Digamos más. Cada propuesta de campaña del candidato Milei es una respuesta posible a un problema real de la sociedad. Debatir y discutir esas propuestas implicará, por lo tanto, conceder, intentar síntesis o proponer una solución aún mejor. Defender un statu quo infame con el único argumento de que lo que venga podría ser peor es tirar la toalla por pereza y desentenderse del humor popular. Porque la mansedumbre del método democrático no suaviza el mensaje y no debe engañarnos: el pueblo está harto. Y ese cansancio tiene causas que el pueblo identifica con muchísima claridad. No hay, por lo tanto, nada que explicarle al pueblo. La veta pedagógica aportada por la militancia verde del último lustro puede llevarnos a creer que debemos esclarecer al pueblo respecto de su propia realidad. Pero eso no es más que otro vicio propio que ya va siendo necesario desterrar. No es tarea de los militantes ni de los políticos ni de sus aparatos iluminar, deconstruir o enseñar a los pueblos. Su rol, nuestro rol, es interpretar, promover y, llegado el caso, representar las demandas populares.

Visto de este modo, centrar la campaña de ahora hasta el 22 de octubre en un llamado a que el pueblo defienda sus derechos de una hipotética amenaza sería perder el tiempo en nada. A la hora de la verdad, una gran masa del pueblo argentino siente que vive entre las ruinas del despojo y que ya no queda mucho que defender.
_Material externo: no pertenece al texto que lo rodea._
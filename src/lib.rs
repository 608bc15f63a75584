//! # blkseq
//!
//! Sequential, block-granular file reading.
//!
//! ## Overview
//!
//! `blkseq` reads a byte range of a file one I/O block at a time, strictly
//! in ascending offset order, invoking a callback after every block and
//! reporting an aggregate result when the whole range is done. The block
//! size defaults to the filesystem's preferred I/O size for the file and the
//! range defaults to the whole file; both can be overridden. This is useful
//! whenever per-block side effects must be applied in order, such as
//! incremental hashing or streaming a large file without loading it whole.
//!
//! ## Features
//!
//! - Resolve the read unit from the file's natural block size via `stat`,
//!   caller-supplied metadata, or an explicit override
//! - Read an arbitrary `[start, end)` range, clamped to the file length
//! - Strictly sequential reads over a single reusable buffer, never two
//!   outstanding at once
//! - Explicit handle ownership: a handle opened from a path is closed when
//!   the pass finishes, a caller-supplied handle is returned still open
//! - Abstracted over [`BlockHandle`], so any positional-read source works
//!
//! ## Example
//!
//! ```no_run
//! use blkseq::{Options, Session};
//!
//! let mut total = 0u64;
//! let result = Session::with_path("/path/to/file")
//!     .options(Options::new().with_block_size(4096))
//!     .on_block(|block| {
//!         // block.data() is only valid until the next read; copy to keep.
//!         total += block.bytes_read as u64;
//!         Ok(())
//!     })
//!     .run()?;
//! println!("read {} bytes in {} blocks", result.bytes_read, result.blocks);
//! # Ok::<(), blkseq::Error>(())
//! ```
//!
//! ## Errors
//!
//! Argument problems fail synchronously before any I/O; a validation error
//! means nothing was opened or read. I/O problems surface as
//! [`Error::ReadFailure`] naming the block index and offset that failed, and
//! abort the remaining blocks. Nothing is retried. A failed
//! [`Session::run`] returns a [`SessionFailure`] that carries a
//! caller-supplied handle back, still open, whenever the session did not
//! close it.

mod error;
mod handle;
mod options;
mod sequencer;
mod session;
mod state;

pub use error::{Error, Result};
pub use handle::{BlockHandle, Metadata};
pub use options::Options;
pub use sequencer::{sequence, Block};
pub use session::{read_by_block, Session, SessionFailure};
pub use state::SessionResult;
Estamos en un país en el que hay niños durmiendo en la calle y en el que ningún joven es, ni sueña con ser, dueño del techo bajo el que vive; un país en que el mercado formal de trabajo y sus seguridades son una zona VIP a la cual la mayoría ni siquiera aspira a entrar alguna vez; un país en el que desde hace por lo menos 20 años el que puede manda a sus hijos a una escuela privada y anota a la familia en una prepaga; un país en el que el Estado se muestra perfectamente ineficaz para evitar que sus ciudadanos sean robados en la parada del colectivo pero paradojalmente se inmiscuye con éxito prepotente en la vida, la moral y el pensamiento de las familias y de sus hijos. Un país, en definitiva, sin un proyecto común por horizonte. Pedirle a un pueblo que defienda derechos que no conoce más que de oídas sería un desatino, si no un insulto.
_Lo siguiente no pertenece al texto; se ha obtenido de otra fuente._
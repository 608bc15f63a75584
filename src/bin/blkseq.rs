//! CLI tool for reading a file sequentially by I/O blocks.
//!
//! Streams the file (or a byte range of it) to stdout or an output file,
//! one block at a time at the filesystem's preferred block size unless
//! overridden.

use blkseq::{Options, Session};
use clap::Parser;
use std::fs::File;
use std::io::{self, Write};
use std::path::PathBuf;

/// Read a file sequentially by I/O blocks.
///
/// The block size defaults to the filesystem's preferred I/O size for the
/// file; the range defaults to the whole file.
#[derive(Parser, Debug)]
#[command(name = "blkseq")]
#[command(author, version, about, long_about = None)]
struct Args {
    /// Path to the file to read
    path: PathBuf,

    /// Byte offset to start reading from
    #[arg(short, long, default_value = "0")]
    start: u64,

    /// Exclusive byte offset to stop reading at (default: end of file)
    #[arg(short, long)]
    end: Option<u64>,

    /// Block size in bytes (default: the filesystem's preferred size)
    #[arg(short, long)]
    block_size: Option<u64>,

    /// Number of bytes to treat as the file's length
    #[arg(short, long)]
    length: Option<u64>,

    /// Output file path (default: stdout)
    #[arg(short = 'O', long)]
    output: Option<PathBuf>,

    /// Show resolved parameters and a per-block table
    #[arg(short, long)]
    verbose: bool,
}

fn main() {
    let args = Args::parse();

    if let Err(e) = run(&args) {
        eprintln!("Error: {e}");
        std::process::exit(1);
    }
}

fn run(args: &Args) -> blkseq::Result<()> {
    let mut options = Options::new().with_start(args.start);
    if let Some(end) = args.end {
        options = options.with_end(end);
    }
    if let Some(block_size) = args.block_size {
        options = options.with_block_size(block_size);
    }
    if let Some(length) = args.length {
        options = options.with_length(length);
    }

    let mut sink: Box<dyn Write> = match &args.output {
        Some(path) => Box::new(File::create(path).map_err(blkseq::Error::from)?),
        None => Box::new(io::stdout().lock()),
    };

    if args.verbose {
        eprintln!("File: {}", args.path.display());
        eprintln!("Start: {} (0x{:x})", args.start, args.start);
        match args.end {
            Some(end) => eprintln!("End: {end} (0x{end:x})"),
            None => eprintln!("End: (end of file)"),
        }
        eprintln!();
        eprintln!("{:<8} {:<16} Bytes", "Block", "Offset");
        eprintln!("{}", "-".repeat(40));
    }

    let verbose = args.verbose;
    let result = Session::with_path(&args.path)
        .options(options)
        .on_block(|block| {
            if verbose {
                eprintln!("{:<8} {:<16} {}", block.index, block.offset, block.bytes_read);
            }
            sink.write_all(block.data()).map_err(blkseq::Error::from)
        })
        .run()?;

    sink.flush().map_err(blkseq::Error::from)?;

    if verbose {
        eprintln!("{}", "-".repeat(40));
        eprintln!(
            "Read {} bytes in {} block(s) of {} bytes (length {})",
            result.bytes_read, result.blocks, result.block_size, result.length
        );
        if let Some(output) = &args.output {
            eprintln!("Output written to: {}", output.display());
        }
    }

    Ok(())
}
Los peronistas estamos llegando al término del peor gobierno de nuestra historia como movimiento político, un gobierno hecho en nombre nuestro e integrado y apoyado por nuestros actuales referentes políticos. La vara queda bajísima. No hay que eludir el asunto, hay que asumirlo con total humildad. Habrá entonces que bajarse del pony y discutir acerca de cosas concretas, sin psicopateadas. Habrá que hablar acerca de una moneda vapuleada y de cómo lograr su estabilidad. Habrá que hablar de la demencia de los precios de las cosas y de cómo salir del desorden cotidiano que eso genera. Habrá que hablar de cómo hacemos para comer todos y para que en esta tierra podamos todos sembrar, crecer y prosperar. Habrá que hablar sin recetas y sin defensas bobas ni corporativas del sistema educativo, del de salud, del de defensa, del carcelario, del de seguridad, hoy por hoy todos deficientes. Y habrá que hablar del Estado, de su rol paupérrimo y de sus posibilidades reales, de sus alcances, de sus mañas y, sí, de su dimensión.
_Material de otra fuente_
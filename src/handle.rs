//! The filesystem collaborator boundary.
//!
//! Sessions issue all of their I/O through the [`BlockHandle`] trait so the
//! read engine stays independent of the concrete file type. The only
//! implementation shipped here is for [`std::fs::File`]; tests substitute
//! in-memory handles to exercise short reads and forced failures.

use std::fs::File;
use std::io;
use std::os::fd::{AsRawFd, IntoRawFd};
use std::os::unix::fs::{FileExt, MetadataExt};
use std::path::Path;

/// The size facts about a file needed to plan a read pass.
///
/// Either queried from the file via [`BlockHandle::stat`] or supplied by the
/// caller up front to skip the query.
#[derive(Debug, Clone, Copy, PartialEq, Eq)]
pub struct Metadata {
    /// The filesystem's preferred I/O block size for this file, in bytes.
    pub block_size: u64,
    /// Total size of the file in bytes.
    pub size: u64,
}

impl Metadata {
    /// Create metadata from explicit values.
    pub fn new(block_size: u64, size: u64) -> Self {
        Self { block_size, size }
    }
}

/// An open file as seen by the read engine.
///
/// Positional reads only; the handle carries no cursor. `close` is explicit
/// and fallible so close errors are observable instead of vanishing in a
/// `Drop` impl.
pub trait BlockHandle {
    /// Open a new handle for the given path.
    fn open(path: &Path) -> io::Result<Self>
    where
        Self: Sized;

    /// Query the file's block size and total length.
    fn stat(&self) -> io::Result<Metadata>;

    /// Read up to `buf.len()` bytes at the given byte offset.
    ///
    /// Returns the number of bytes actually read; fewer than requested is a
    /// valid short read at end of file.
    fn read_at(&self, buf: &mut [u8], offset: u64) -> io::Result<usize>;

    /// Close the handle, surfacing any error the platform reports.
    fn close(self) -> io::Result<()>
    where
        Self: Sized;

    /// A stable identity for this handle, used in error reports.
    fn descriptor(&self) -> i64;
}

impl BlockHandle for File {
    fn open(path: &Path) -> io::Result<Self> {
        File::open(path)
    }

    fn stat(&self) -> io::Result<Metadata> {
        let meta = self.metadata()?;
        Ok(Metadata {
            block_size: meta.blksize(),
            size: meta.len(),
        })
    }

    fn read_at(&self, buf: &mut [u8], offset: u64) -> io::Result<usize> {
        FileExt::read_at(self, buf, offset)
    }

    fn close(self) -> io::Result<()> {
        // Take the fd out of the File so close(2) runs exactly once and its
        // result is observable.
        let fd = self.into_raw_fd();
        if unsafe { libc::close(fd) } == 0 {
            Ok(())
        } else {
            Err(io::Error::last_os_error())
        }
    }

    fn descriptor(&self) -> i64 {
        self.as_raw_fd() as i64
    }
}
Para eso es necesario que descartemos las consignas policiales del estilo “el Estado te cuida” y que volvamos a los principios de nuestra doctrina justicialista, según la cual es Estado es una circunstancia y no un kiosco, y según la cual la finalidad de la tarea política es la felicidad del pueblo y la grandeza de la nación. Recuperemos nuestras ideas, pero apliquémoslas a las cosas. Porque probablemente no haya nada en el individualismo metodológico pregonado por Milei que resulte superior doctrinalmente a la idea de alcanzar el bien común en una comunidad organizada. Pero si la realización de esa idea se ve postergada una y otra vez sin que se toquen los privilegios para uno u otro sector del sistema político, entonces esa idea no vale nada. Por eso, pensemos qué vale la pena defender y defendámoslo para el bien de todos los argentinos, no para nuestro bien personal. No busquemos cuidar al sistema ni ningún privilegio propio. Defendamos sin enojo un solo interés, el del pueblo, y hagamos que el peronismo deje de ser régimen y vuelva a ser una causa para el pueblo.

Porque en esta tierra, lo mejor que tenemos es el pueblo.